In this article, I'm not listing publications that launched after 2010; but just to give a sense of the current state of the market, here are the online venues listed on SFWA's current official list, as of mid-2016:

  • AE
  • Apex (starting with June 2008 issue)
  • Beneath Ceaseless Skies
  • Buzzy Mag
  • Clarkesworld Magazine
  • Crossed Genres
  • Daily Science Fiction
  • Diabolical Plots
  • Escape Pod
  • Fantastic Stories of the Imagination
  • Flash Fiction Online
  • Galaxy's Edge Magazine (edited by Mike Resnick)
  • Grantville Gazette (starting with May 2007 issue)
  • Interfiction Online
  • Lightspeed Magazine
  • Nightmare Magazine
  • Orson Scott Card's InterGalactic Medicine Show
  • Star Citizen Jump Point Magazine
  • Strange Horizons
  • Tor.com
  • Uncanny Magazine
  • Unlikely Story

That's twenty-two extant online sf venues that pay pro rates; I don't know for sure, but I suspect that's a lot more than have ever been on SFWA's list before. (Six of them are new in the past year.) Also interesting: of the ten or so print magazines that are also on the official list, only three (I think) are specifically focused on speculative fiction. Which is to say, at this point the online sf-focused prozines far outnumber the print sf-focused prozines.

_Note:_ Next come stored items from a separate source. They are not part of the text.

//! Basic single-threaded trie behaviour over an anonymous region.

use mmap_trie::{MmapFile, TrieKey};

fn db() -> MmapFile {
    MmapFile::anonymous(0).expect("anonymous database")
}

#[test]
fn linear_insert_find_remove() {
    let db = db();
    let trie = db.create_trie(1).unwrap();
    let w = trie.mutate(db.area()).unwrap();

    const N: u64 = 1000;
    for i in 0..N {
        let (v, inserted) = w.insert(i, i).unwrap();
        assert!(inserted, "fresh insert of {i}");
        assert_eq!(v, i);
    }
    assert_eq!(w.size().unwrap(), N);

    for i in 0..N {
        assert_eq!(w.get(&i).unwrap(), Some(i), "find({i})");
    }

    // Iteration yields keys in numeric order.
    let all = w.to_vec().unwrap();
    assert_eq!(all.len(), N as usize);
    for (i, (k, v)) in all.iter().enumerate() {
        assert_eq!(k.as_u64(), i as u64);
        assert_eq!(*v, i as u64);
    }

    // Remove in reverse order, checking size as we go.
    for i in (0..N).rev() {
        let (found, old) = w.remove(i).unwrap();
        assert!(found, "remove({i})");
        assert_eq!(old, i);
        assert_eq!(w.size().unwrap(), i);
    }
    assert!(w.is_empty().unwrap());
}

#[test]
fn duplicate_insert_and_idempotent_remove() {
    let db = db();
    let trie = db.create_trie(1).unwrap();
    let w = trie.mutate(db.area()).unwrap();

    assert!(w.insert(7u64, 100).unwrap().1);
    let (existing, inserted) = w.insert(7u64, 200).unwrap();
    assert!(!inserted, "second insert of the same key must fail");
    assert_eq!(existing, 100);
    assert_eq!(w.get(&7u64).unwrap(), Some(100));

    assert_eq!(w.remove(7u64).unwrap(), (true, 100));
    assert_eq!(w.remove(7u64).unwrap().0, false, "remove is idempotent");
}

#[test]
fn string_and_binary_keys() {
    let db = db();
    let trie = db.create_trie(2).unwrap();
    let w = trie.mutate(db.area()).unwrap();

    let words = ["", "a", "ab", "abc", "abd", "b", "hello world", "hello!"];
    for (i, word) in words.iter().enumerate() {
        assert!(w.insert(*word, i as u64).unwrap().1);
    }
    for (i, word) in words.iter().enumerate() {
        assert_eq!(w.get(word).unwrap(), Some(i as u64), "find({word:?})");
    }

    // Lexicographic iteration order.
    let mut sorted = words.to_vec();
    sorted.sort_unstable();
    let got: Vec<String> = w
        .to_vec()
        .unwrap()
        .into_iter()
        .map(|(k, _)| k.as_string())
        .collect();
    assert_eq!(got, sorted);

    let blob: &[u8] = &[0u8, 0, 1, 255, 3];
    assert!(w.insert(blob, 42).unwrap().1);
    assert_eq!(w.get(&blob).unwrap(), Some(42));
    assert_eq!(
        TrieKey::from(blob).as_bytes(),
        blob,
        "binary keys round-trip"
    );
}

#[test]
fn long_keys_spill_to_heap_storage() {
    let db = db();
    let trie = db.create_trie(1).unwrap();
    let w = trie.mutate(db.area()).unwrap();

    let long_a = "x".repeat(200);
    let long_b = format!("{}{}", "x".repeat(199), "y");
    let long_c = "z".repeat(1000);
    assert!(w.insert(long_a.as_str(), 1).unwrap().1);
    assert!(w.insert(long_b.as_str(), 2).unwrap().1);
    assert!(w.insert(long_c.as_str(), 3).unwrap().1);

    assert_eq!(w.get(&long_a.as_str()).unwrap(), Some(1));
    assert_eq!(w.get(&long_b.as_str()).unwrap(), Some(2));
    assert_eq!(w.get(&long_c.as_str()).unwrap(), Some(3));
    assert_eq!(w.size().unwrap(), 3);

    assert_eq!(w.remove(long_b.as_str()).unwrap(), (true, 2));
    assert_eq!(w.get(&long_a.as_str()).unwrap(), Some(1));
    assert_eq!(w.get(&long_c.as_str()).unwrap(), Some(3));
}

#[test]
fn bounds_and_iterators() {
    let db = db();
    let trie = db.create_trie(1).unwrap();
    let w = trie.mutate(db.area()).unwrap();
    for i in (0..100u64).map(|i| i * 10) {
        w.insert(i, i).unwrap();
    }
    let v = trie.current(db.area()).unwrap();

    let it = v.lower_bound(&TrieKey::from(250u64)).unwrap();
    assert_eq!(it.key().unwrap().as_u64(), 250);
    let it = v.lower_bound(&TrieKey::from(255u64)).unwrap();
    assert_eq!(it.key().unwrap().as_u64(), 260);
    let it = v.upper_bound(&TrieKey::from(250u64)).unwrap();
    assert_eq!(it.key().unwrap().as_u64(), 260);

    let it = v.lower_bound(&TrieKey::from(10_000u64)).unwrap();
    assert!(!it.valid(), "past-the-end lower bound");

    // Random access by entry number.
    let mut it = v.begin().unwrap();
    it.advance(42);
    assert_eq!(it.entry_num(), 42);
    assert_eq!(it.key().unwrap().as_u64(), 420);
    it.advance(-2);
    assert_eq!(it.key().unwrap().as_u64(), 400);
    it.advance(-1000);
    assert_eq!(it.entry_num(), 0, "advance clamps at the ends");

    let begin = v.begin().unwrap();
    let end = v.end().unwrap();
    assert_eq!(begin.distance_to(&end), 100);

    let found = v.find(&TrieKey::from(500u64)).unwrap().unwrap();
    assert_eq!(found.entry_num(), 50);
    assert_eq!(found.value().unwrap(), 500);
    assert!(v.find(&TrieKey::from(505u64)).unwrap().is_none());
}

#[test]
fn compare_and_swap_and_remove() {
    let db = db();
    let trie = db.create_trie(1).unwrap();
    let w = trie.mutate(db.area()).unwrap();
    w.insert(1u64, 10).unwrap();

    // Mismatched expectation: reports the current value, changes nothing.
    assert_eq!(w.compare_and_swap(1u64, 99, 11).unwrap(), (true, 10));
    assert_eq!(w.get(&1u64).unwrap(), Some(10));
    // Matched: swaps.
    assert_eq!(w.compare_and_swap(1u64, 10, 11).unwrap(), (true, 10));
    assert_eq!(w.get(&1u64).unwrap(), Some(11));
    // Absent key.
    assert!(!w.compare_and_swap(2u64, 0, 1).unwrap().0);

    assert_eq!(w.compare_and_remove(1u64, 99).unwrap(), (true, 11));
    assert_eq!(w.get(&1u64).unwrap(), Some(11), "mismatch must not remove");
    assert_eq!(w.compare_and_remove(1u64, 11).unwrap(), (true, 11));
    assert_eq!(w.get(&1u64).unwrap(), None);
}

#[test]
fn clear_and_reuse() {
    let db = db();
    let trie = db.create_trie(1).unwrap();
    let w = trie.mutate(db.area()).unwrap();
    for i in 0..50u64 {
        w.insert(i, i).unwrap();
    }
    w.clear().unwrap();
    assert!(w.is_empty().unwrap());
    assert!(w.insert(1u64, 1).unwrap().1);
    assert_eq!(w.size().unwrap(), 1);
}

#[test]
fn memory_is_reclaimed_after_removal() {
    let db = db();
    let trie = db.create_trie(1).unwrap();
    let baseline = db.area().node_alloc.bytes_outstanding();

    {
        let w = trie.mutate(db.area()).unwrap();
        for i in 0..200u64 {
            w.insert(i, i).unwrap();
        }
        for i in 0..200u64 {
            w.remove(i).unwrap();
        }
    }
    // Deferred reclamation runs once the epoch fully drains.
    db.region().gc_lock(1).unwrap().defer_barrier();

    assert_eq!(
        db.area().node_alloc.bytes_outstanding(),
        baseline,
        "all node storage must come back after removal"
    );
}

#[test]
fn multiple_tries_are_independent() {
    let db = db();
    let t1 = db.create_trie(1).unwrap();
    let t2 = db.create_trie(2).unwrap();
    let w1 = t1.mutate(db.area()).unwrap();
    let w2 = t2.mutate(db.area()).unwrap();

    w1.insert(1u64, 100).unwrap();
    w2.insert(1u64, 200).unwrap();
    assert_eq!(w1.get(&1u64).unwrap(), Some(100));
    assert_eq!(w2.get(&1u64).unwrap(), Some(200));
    w1.remove(1u64).unwrap();
    assert_eq!(w2.get(&1u64).unwrap(), Some(200));

    assert!(db.create_trie(1).is_err(), "duplicate trie id");
    assert!(db.trie(9).is_err(), "unallocated trie id");
}

#[test]
fn direct_mem_usage_matches_allocator_accounting() {
    let db = db();
    let trie = db.create_trie(1).unwrap();
    {
        let w = trie.mutate(db.area()).unwrap();
        for i in 0..300u64 {
            w.insert(i, i).unwrap();
        }
        // Long keys pull in out-of-line key storage too.
        for i in 0..20u64 {
            let key = format!("{}-{i}", "long".repeat(40));
            w.insert(key.as_str(), i).unwrap();
        }
    }
    // Flush the nodes displaced by rebuilds along the way.
    db.region().gc_lock(1).unwrap().defer_barrier();

    let stats = trie.current(db.area()).unwrap().stats().unwrap();
    assert_eq!(
        stats.total_bytes,
        db.area().node_alloc.bytes_outstanding(),
        "per-node direct usage must sum to the allocator's outstanding bytes"
    );
}

#[test]
fn stats_reflect_the_tree() {
    let db = db();
    let trie = db.create_trie(1).unwrap();
    let w = trie.mutate(db.area()).unwrap();
    for i in 0..500u64 {
        w.insert(i * 3, i).unwrap();
    }
    let stats = w.stats().unwrap();
    assert_eq!(stats.values, 500);
    assert!(stats.node_count >= 1);
    assert!(stats.total_bytes > 0);
    assert_eq!(stats.max_key_bits, 64);
}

I'm certainly not going to claim that print magazines are dead; I think they've got a lot of life left in them. But I do take a certain amount of satisfaction in seeing the rise of the online magazines over the years, especially given the number of people who've confidently told me that online magazines never last very long and are inevitably doomed to fail. It's true that all magazines, in any medium, will probably die eventually. But most of the prozines currently on the SFWA list have been running for at least four years now, a couple are at around ten years, and one has reached sixteen.

I should add that the distinction between online magazines and print magazines is getting blurrier. Some magazines that I consider to be online magazines offer print versions of some or all of their material; print magazines have started offering ebook versions. It's possible that in another five or ten years, this won't be a distinction that makes sense anymore.

A note about magazine archives

I've always said that one of the big advantages to online publications is that their archives can stay online long-term. It's not easy to find a copy of a print magazine that was published fifteen years ago; but it's trivial to find a story in an online magazine published that long ago, if the archives are still around.

Unfortunately, it turns out that a lot of publications take their archives offline within a few years after shutting down. I'm disappointed by that. I'm kind of tempted to try to set up a site that preserves the archives of defunct online magazines long-term (with the permission of the authors and rightsholders, of course).

Then again, the Internet Archive already does preserve a lot of this stuff, albeit generally without the permission of the authors and rightsholders, and generally with wonky images and navigation. The archives of Omni Online and SCI FICTION are still there, for example, long after the owners shut down the original sites. That's non-ideal for any authors who don't want their work to stay up (you can request a takedown from the Archive, but I gather it sometimes takes a while), but it's good for readers and historians. I certainly wouldn't have been able to put this article together without the Archive's help.

Updates to this article

I welcome further information to fill in details or correct problems—especially in places where I've written “[citation needed]”—but if you supply info, please let me know its provenance. Over the years, a lot of people have told me a lot of things based on memory, and a fair number of those things have turned out to be wrong; for that matter, my own memory of some of this history has also turned out to be wrong. (And by the way, if you encounter big-name pro authors opining about the history of online magazines without citing sources, you should take anything they say with a grain of salt; most of the public pronouncements about online magazines that I've seen from certain authors have been factually incorrect.) So if at all possible, please base corrections and updates on documents and other evidence, not just memory.